The postmortem examination did not entirely clear up the doubts of diagnosis. The lateral sinus was found thrombosed, while there were some suspicious signs in the middle ear, but no distinct inflammatory condition. Just how the infection took place, then, is not clear, but O'Dwyer's condition of lowered resistive vitality was evidently at fault, to an important degree, in permitting infection to take place and in not throwing it off afterward.
At the time of his death he was about fifty-seven years of age. He had reached the maturity of his powers, and with the consciousness of having accomplished one good work was ready for further original investigations in practical medicine. A thought that had occupied him very much toward the end of his life was the possibility of a mechanical method of treating pneumonia. He had made a series of experiments on the lungs, and many clinical observations with regard to the possibility of producing over-inflation by mechanical measures. He confided to one of his physician friends, who had been closest to him during life, that he hoped thus to secure a method of treating pneumonia successfully. This, after all, is the most serious problem in present-day medicine. Our death-rate from pneumonia is at least as high now as it was a century ago. O'Dwyer started from the observation that those suffering from emphysema seldom develop true pneumonia. And he hoped [{356}] to prevent the progress of the disease, or to abort it in its inception, by producing artificial emphysema for the time being. Had he lived, it seems not unlikely that we would have had further original work of a high order from him.
Though of Irish descent, Dr. O'Dwyer illustrated very well the expression that was used of the English nobility who went to Ireland in Elizabeth's time, and who are said to have become "more Irish than the Irish themselves." O'Dwyer became an American of the Americans. He believed in meeting Americans on their own ground, cultivating their acquaintance, and making them realize the worth of new citizens of the republic by showing them how sincere was the patriotism of their recently admitted compatriots.

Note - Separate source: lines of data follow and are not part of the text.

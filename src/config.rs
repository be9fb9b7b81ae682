//! System configuration parameters
//!
//! All tunable parameters for the control panel.  Values are loaded from a
//! JSON file through [`ConfigPort`](crate::app::ports::ConfigPort); any field
//! missing from the file keeps its default.

use serde::{Deserialize, Serialize};

use crate::app::ports::ConfigError;
use crate::pins;
use crate::scheduler::WeekdayFilter;

/// Hard upper bound for the backlight value; `brightness.max` may only
/// lower it.
pub const BRIGHTNESS_CEILING: u8 = 190;

/// Core system configuration
#[derive(Debug, Clone, Serialize, Deserialize)]
#[serde(default)]
pub struct SystemConfig {
    // --- Topics ---
    /// Namespace for every command and status topic (`<prefix>/cmnd/<name>`).
    pub topic_prefix: String,

    // --- Connectivity ---
    pub mqtt: MqttConfig,
    pub wifi: WifiConfig,

    // --- Time ---
    /// IANA timezone the schedule is evaluated in, e.g. `Europe/Berlin`.
    pub timezone: String,

    // --- Behaviour ---
    pub timing: TimingConfig,
    pub brightness: BrightnessConfig,
    /// Display flag applied and published at startup.
    pub initial_display_on: bool,

    // --- Hardware ---
    pub outputs: OutputPins,
    pub buttons: ButtonPins,

    // --- Side effects ---
    pub navigate: NavigateConfig,
    /// Lock artifact left behind by a previous run; removed at startup.
    pub lock_file: String,

    // --- Schedule ---
    pub schedule: Vec<ScheduleConfig>,
}

/// MQTT broker connection parameters.
#[derive(Debug, Clone, Serialize, Deserialize)]
#[serde(default)]
pub struct MqttConfig {
    /// Broker URL, e.g. `mqtt://192.168.1.10:1883`.
    pub url: String,
    pub client_id: String,
    pub username: Option<String>,
    pub password: Option<String>,
}

/// WiFi station credentials.
#[derive(Debug, Clone, Default, Serialize, Deserialize)]
#[serde(default)]
pub struct WifiConfig {
    pub ssid: String,
    pub password: String,
}

/// Timer lengths for the button machines, beeper, blink and heartbeat.
#[derive(Debug, Clone, Copy, Serialize, Deserialize)]
#[serde(default)]
pub struct TimingConfig {
    /// Hold duration that turns a press into a long press.
    pub hold_ms: u64,
    /// Input suppression window after a long-press display-off.
    pub suppress_ms: u64,
    /// Beeper pulse length.
    pub beep_ms: u64,
    /// Interval between startup blink toggles.
    pub blink_interval_ms: u64,
    /// Number of toggles in the startup blink.
    pub blink_half_cycles: u8,
    /// Health heartbeat period.
    pub heartbeat_secs: u64,
    /// Main loop cadence.
    pub loop_interval_ms: u64,
}

/// Backlight limits.
#[derive(Debug, Clone, Copy, Serialize, Deserialize)]
#[serde(default)]
pub struct BrightnessConfig {
    /// Upper clamp for the backlight PWM value (lower clamp is always 0).
    /// At most [`BRIGHTNESS_CEILING`].
    pub max: u8,
    /// Amount one `+` / `-` token moves the brightness.
    pub step: u8,
    /// Brightness applied and published at startup.
    pub initial: u8,
}

/// Output pin map.  A `None` entry leaves the corresponding command target
/// unresolved; dispatching to it is a fatal configuration defect.
#[derive(Debug, Clone, Copy, Serialize, Deserialize)]
#[serde(default)]
pub struct OutputPins {
    pub display: Option<i32>,
    pub brightness: Option<i32>,
    pub led_red: Option<i32>,
    pub led_white: Option<i32>,
    pub beeper: Option<i32>,
}

/// Button input pins (active-low with pull-up).
#[derive(Debug, Clone, Copy, Serialize, Deserialize)]
#[serde(default)]
pub struct ButtonPins {
    pub upper: i32,
    pub lower: i32,
}

/// One-shot "navigate to default view" message published on button wake.
#[derive(Debug, Clone, Serialize, Deserialize)]
#[serde(default)]
pub struct NavigateConfig {
    pub topic: String,
    pub payload: String,
}

/// A schedule rule as it appears in the configuration file.
#[derive(Debug, Clone, Serialize, Deserialize)]
pub struct ScheduleConfig {
    /// Human-readable label (e.g. "morning wake").
    pub label: String,
    pub hour: u8,
    pub minute: u8,
    #[serde(default)]
    pub days: WeekdayFilter,
    /// Command name dispatched through the router, e.g. `display`.
    pub command: String,
    /// Command payload; strings such as `"+"` are passed through as-is.
    #[serde(default)]
    pub payload: serde_json::Value,
}

impl Default for SystemConfig {
    fn default() -> Self {
        Self {
            topic_prefix: "control-io".into(),
            mqtt: MqttConfig::default(),
            wifi: WifiConfig::default(),
            timezone: "Europe/Berlin".into(),
            timing: TimingConfig::default(),
            brightness: BrightnessConfig::default(),
            initial_display_on: true,
            outputs: OutputPins::default(),
            buttons: ButtonPins::default(),
            navigate: NavigateConfig::default(),
            lock_file: "/spiffs/control-io.lock".into(),
            schedule: Vec::new(),
        }
    }
}

impl Default for MqttConfig {
    fn default() -> Self {
        Self {
            url: "mqtt://127.0.0.1:1883".into(),
            client_id: "control-io".into(),
            username: None,
            password: None,
        }
    }
}

impl Default for TimingConfig {
    fn default() -> Self {
        Self {
            hold_ms: 1000,
            suppress_ms: 500,
            beep_ms: 100,
            blink_interval_ms: 300,
            blink_half_cycles: 6,
            heartbeat_secs: 60,
            loop_interval_ms: 10,
        }
    }
}

impl Default for BrightnessConfig {
    fn default() -> Self {
        Self {
            max: BRIGHTNESS_CEILING,
            step: 10,
            initial: BRIGHTNESS_CEILING,
        }
    }
}

impl Default for OutputPins {
    fn default() -> Self {
        Self {
            display: Some(pins::DISPLAY_POWER_GPIO),
            brightness: Some(pins::BACKLIGHT_PWM_GPIO),
            led_red: Some(pins::LED_RED_GPIO),
            led_white: Some(pins::LED_WHITE_GPIO),
            beeper: Some(pins::BEEPER_GPIO),
        }
    }
}

impl Default for ButtonPins {
    fn default() -> Self {
        Self {
            upper: pins::BUTTON_UPPER_GPIO,
            lower: pins::BUTTON_LOWER_GPIO,
        }
    }
}

impl Default for NavigateConfig {
    fn default() -> Self {
        Self {
            topic: "control-io/navigate".into(),
            payload: "home".into(),
        }
    }
}

impl SystemConfig {
    /// Range-check every field.  Invalid values are rejected, never clamped.
    pub fn validate(&self) -> Result<(), ConfigError> {
        if self.topic_prefix.is_empty() || self.topic_prefix.contains(['#', '+']) {
            return Err(ConfigError::ValidationFailed("topic_prefix must be a plain topic"));
        }
        if self.timezone.parse::<chrono_tz::Tz>().is_err() {
            return Err(ConfigError::ValidationFailed("timezone is not a known IANA name"));
        }
        if self.brightness.max > BRIGHTNESS_CEILING {
            return Err(ConfigError::ValidationFailed("brightness.max must be <= 190"));
        }
        if self.brightness.step == 0 {
            return Err(ConfigError::ValidationFailed("brightness.step must be > 0"));
        }
        if self.brightness.initial > self.brightness.max {
            return Err(ConfigError::ValidationFailed("brightness.initial exceeds brightness.max"));
        }
        let t = &self.timing;
        if t.hold_ms == 0 || t.beep_ms == 0 || t.blink_interval_ms == 0 {
            return Err(ConfigError::ValidationFailed("timer lengths must be > 0"));
        }
        if t.heartbeat_secs == 0 || t.loop_interval_ms == 0 {
            return Err(ConfigError::ValidationFailed("heartbeat and loop interval must be > 0"));
        }
        if self.buttons.upper == self.buttons.lower {
            return Err(ConfigError::ValidationFailed("buttons must use distinct pins"));
        }
        for entry in &self.schedule {
            if entry.hour > 23 {
                return Err(ConfigError::ValidationFailed("schedule hour must be 0-23"));
            }
            if entry.minute > 59 {
                return Err(ConfigError::ValidationFailed("schedule minute must be 0-59"));
            }
            if entry.command.is_empty() {
                return Err(ConfigError::ValidationFailed("schedule command must not be empty"));
            }
        }
        Ok(())
    }
}
use std::sync::Arc;

use tokio::task;

use super::{GatewayError, SaveGateway};
use crate::{
    models::GameState,
    save::{self, SaveStore},
};

/// Gateway writing straight to a [`SaveStore`] on the blocking thread pool.
#[derive(Debug)]
pub struct LocalGateway<S> {
    store: Arc<S>,
}

impl<S> Clone for LocalGateway<S> {
    fn clone(&self) -> Self {
        Self {
            store: Arc::clone(&self.store),
        }
    }
}

impl<S: SaveStore + 'static> LocalGateway<S> {
    /// Wrap a store.
    pub fn new(store: S) -> Self {
        Self::shared(Arc::new(store))
    }

    /// Wrap a store that is shared with other owners.
    pub fn shared(store: Arc<S>) -> Self {
        Self { store }
    }

    /// The underlying store.
    pub fn store(&self) -> &Arc<S> {
        &self.store
    }
}

impl<S: SaveStore + 'static> SaveGateway for LocalGateway<S> {
    async fn load(&self, save_id: &str) -> Result<Option<GameState>, GatewayError> {
        let store = Arc::clone(&self.store);
        let save_id = save_id.to_string();
        let record = task::spawn_blocking(move || store.get(&save_id)).await??;
        Ok(record.map(|record| save::decode_text(&record.data)))
    }

    async fn save(&self, save_id: &str, state: &GameState) -> Result<(), GatewayError> {
        let data = save::encode_text(state)?;
        let store = Arc::clone(&self.store);
        let save_id = save_id.to_string();
        task::spawn_blocking(move || store.put(&save_id, &data)).await??;
        Ok(())
    }
}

Dr. O'Dwyer was in everything the model of a Christian gentleman, and an exemplary member of the great humanitarian profession whose charitable opportunities he knew how to find and take advantage of at every turn in life. The American medical profession has never had a more worthy model of all that can be expected from physicians in their philanthropic duties toward suffering humanity, nor a better exemplar of what Christian manhood means in the widest sense of that expressive term. With an inventive genius of a high order, that gave him a prominent place in a great generation and that has stamped his name on the roll of medical fame for all time, there were united the simple faith, the earnest purpose, the clear-sighted judgment and the feeling kindness--those supreme qualities of head and heart that will always secure for him a prominent place in the small group of great medical men.